With the rise of the Internet, social computing and numerous mobile applications have brought about a large amount of unstructured entity data, including places, events, and things. On one hand, the entity data, populated by a variety of data sources, is growing at an ever increasing speed. On the other hand, the service suppliers expect to render the entities pertinent to the things present in the information need of the users, rather than the data that merely matches the request strings. To meet these challenges, knowledge graph has been widely adopted in practice and become a fundamental building block for many commercial products from better recommendation systems to enhanced search engines.
As the knowledge graph subsumes humongous valuable content, there is an emerging need for the querying techniques that can extract and deliver the information from the data to the users. However, querying the real-life knowledge graph is not a trivial task. It has to deal with complex, unstructured graph data that can't fit a specific data model. Although there are many research efforts that aim in this direction, they typically have not addressed the real challenges: (1) In contrast to the complex and tedious graph data, the query from the end users tends to be ambiguous and underspecified. (2) It requires the semantic query understanding since the rigid string matching is often not desirable. (3) The querying system must scale to large heterogeneous graph data. This suggests the techniques that combine effective ranking and searching strategies.
In this thesis, we propose to tackle the challenges by primarily introducing a novel framework, Schemaless Graph Querying (SLQ), which supplies a flexible mechanism to querying large knowledge graphs. In essence, the query engine is built upon a set of transformation functions that automatically map keywords and linkages from a query to their matches in a graph. The end users are therefore not required to describe their queries precisely as that by most querying systems. To return the most relevant results in a fast way, SLQ also incorporates a learned ranking model that shall not rely on manually labeled data especially when the training data is difficult to obtain. This in turn give rise to the efficient top-K search techniques.
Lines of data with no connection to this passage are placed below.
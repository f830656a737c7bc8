//! Shared types

use std::fmt;

use serde::{Deserialize, Serialize};

/// A single cell value
#[derive(Debug, Clone, PartialEq, Serialize, Deserialize)]
#[serde(untagged)]
pub enum CellValue {
    Integer(i64),
    Float(f64),
    Text(String),
    Bool(bool),
    /// Missing observation, rendered as an empty cell
    Missing,
}

impl fmt::Display for CellValue {
    fn fmt(&self, f: &mut fmt::Formatter<'_>) -> fmt::Result {
        match self {
            CellValue::Integer(v) => write!(f, "{}", v),
            CellValue::Float(v) => write!(f, "{}", v),
            CellValue::Text(v) => write!(f, "{}", v),
            CellValue::Bool(v) => write!(f, "{}", v),
            CellValue::Missing => Ok(()),
        }
    }
}

impl From<i64> for CellValue {
    fn from(v: i64) -> Self {
        Self::Integer(v)
    }
}

impl From<f64> for CellValue {
    fn from(v: f64) -> Self {
        Self::Float(v)
    }
}

impl From<&str> for CellValue {
    fn from(v: &str) -> Self {
        Self::Text(v.to_string())
    }
}

impl From<String> for CellValue {
    fn from(v: String) -> Self {
        Self::Text(v)
    }
}

impl From<bool> for CellValue {
    fn from(v: bool) -> Self {
        Self::Bool(v)
    }
}

/// A titled table of columns and typed rows
#[derive(Debug, Clone, PartialEq, Serialize, Deserialize)]
pub struct TableFrame {
    /// Display title for the frame
    pub title: String,
    /// Column names, in display order
    pub columns: Vec<String>,
    /// Row data; every row holds exactly `columns.len()` cells
    pub rows: Vec<Vec<CellValue>>,
}

impl TableFrame {
    /// Create an empty frame with the given columns
    pub fn new(title: impl Into<String>, columns: Vec<String>) -> Self {
        Self {
            title: title.into(),
            columns,
            rows: Vec::new(),
        }
    }

    /// Append a row, padding with missing cells or truncating so the row
    /// matches the column count.
    pub fn push_row(&mut self, mut row: Vec<CellValue>) {
        row.resize(self.columns.len(), CellValue::Missing);
        self.rows.push(row);
    }

    /// Number of data rows
    pub fn len(&self) -> usize {
        self.rows.len()
    }

    /// Is the frame empty of data rows?
    pub fn is_empty(&self) -> bool {
        self.rows.is_empty()
    }

    /// Built-in demo frame served when no dataset is configured
    pub fn sample() -> Self {
        let mut frame = Self::new(
            "Sample dataset",
            vec![
                "name".to_string(),
                "count".to_string(),
                "ratio".to_string(),
                "active".to_string(),
            ],
        );
        frame.push_row(vec![
            "alpha".into(),
            412_i64.into(),
            0.87.into(),
            true.into(),
        ]);
        frame.push_row(vec![
            "beta".into(),
            57_i64.into(),
            0.12.into(),
            false.into(),
        ]);
        frame.push_row(vec!["gamma".into(), 9001_i64.into(), CellValue::Missing]);
        frame
    }
}

#[cfg(test)]
mod tests {
    use super::*;

    #[test]
    fn test_push_row_pads_short_rows() {
        let mut frame = TableFrame::new("t", vec!["a".to_string(), "b".to_string()]);
        frame.push_row(vec![1_i64.into()]);
        assert_eq!(frame.rows[0], vec![CellValue::Integer(1), CellValue::Missing]);
    }

    #[test]
    fn test_push_row_truncates_long_rows() {
        let mut frame = TableFrame::new("t", vec!["a".to_string()]);
        frame.push_row(vec![1_i64.into(), 2_i64.into()]);
        assert_eq!(frame.rows[0], vec![CellValue::Integer(1)]);
    }

    #[test]
    fn test_cell_value_display() {
        assert_eq!(CellValue::Integer(42).to_string(), "42");
        assert_eq!(CellValue::Text("x".to_string()).to_string(), "x");
        assert_eq!(CellValue::Missing.to_string(), "");
    }

    #[test]
    fn test_frame_from_json() {
        let json = r#"{
            "title": "demo",
            "columns": ["name", "count"],
            "rows": [["alpha", 3], ["beta", 7]]
        }"#;
        let frame: TableFrame = serde_json::from_str(json).unwrap();
        assert_eq!(frame.columns.len(), 2);
        assert_eq!(frame.rows[1][1], CellValue::Integer(7));
    }

    #[test]
    fn test_sample_rows_match_columns() {
        let frame = TableFrame::sample();
        for row in &frame.rows {
            assert_eq!(row.len(), frame.columns.len());
        }
    }
}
SLQ is designed inherently to better understand the user query intent. Rather than merely performing syntax based search, SLQ introduces the ontology base matching technique that can as well produce semantically related results. By leveraging an ontology index, an effective filtering mechanism is proposed to fast extract the top-K results based on the similarity quality. Moreover, a result summarization technique is invented to help the user inspect the excessive number of results: The users can enlarge and get detailed information on a summarized result view based on their search intents.
Another key problem in the context of graph querying is that this process needs to run under severe time constraints. The efficient search techniques are introduced from both the algorithm and the system aspects. In terms of the algorithm, we propose STAR, a framework for fast top-K searching for star queries. The technique is further extended to tackle general graph queries. From the system aspect, we investigate the distributed processing of large graphs in a cluster and propose the graph partitioning approaches. The technique is able to adapt in real time to changes in the query workload.
In summary, my research is introduced based on the hypotheses that as the knowledge graph becomes more available, there is a great chance of serving user queries in a better way. My contributions devote to realize this vision mainly for the applications of graph querying.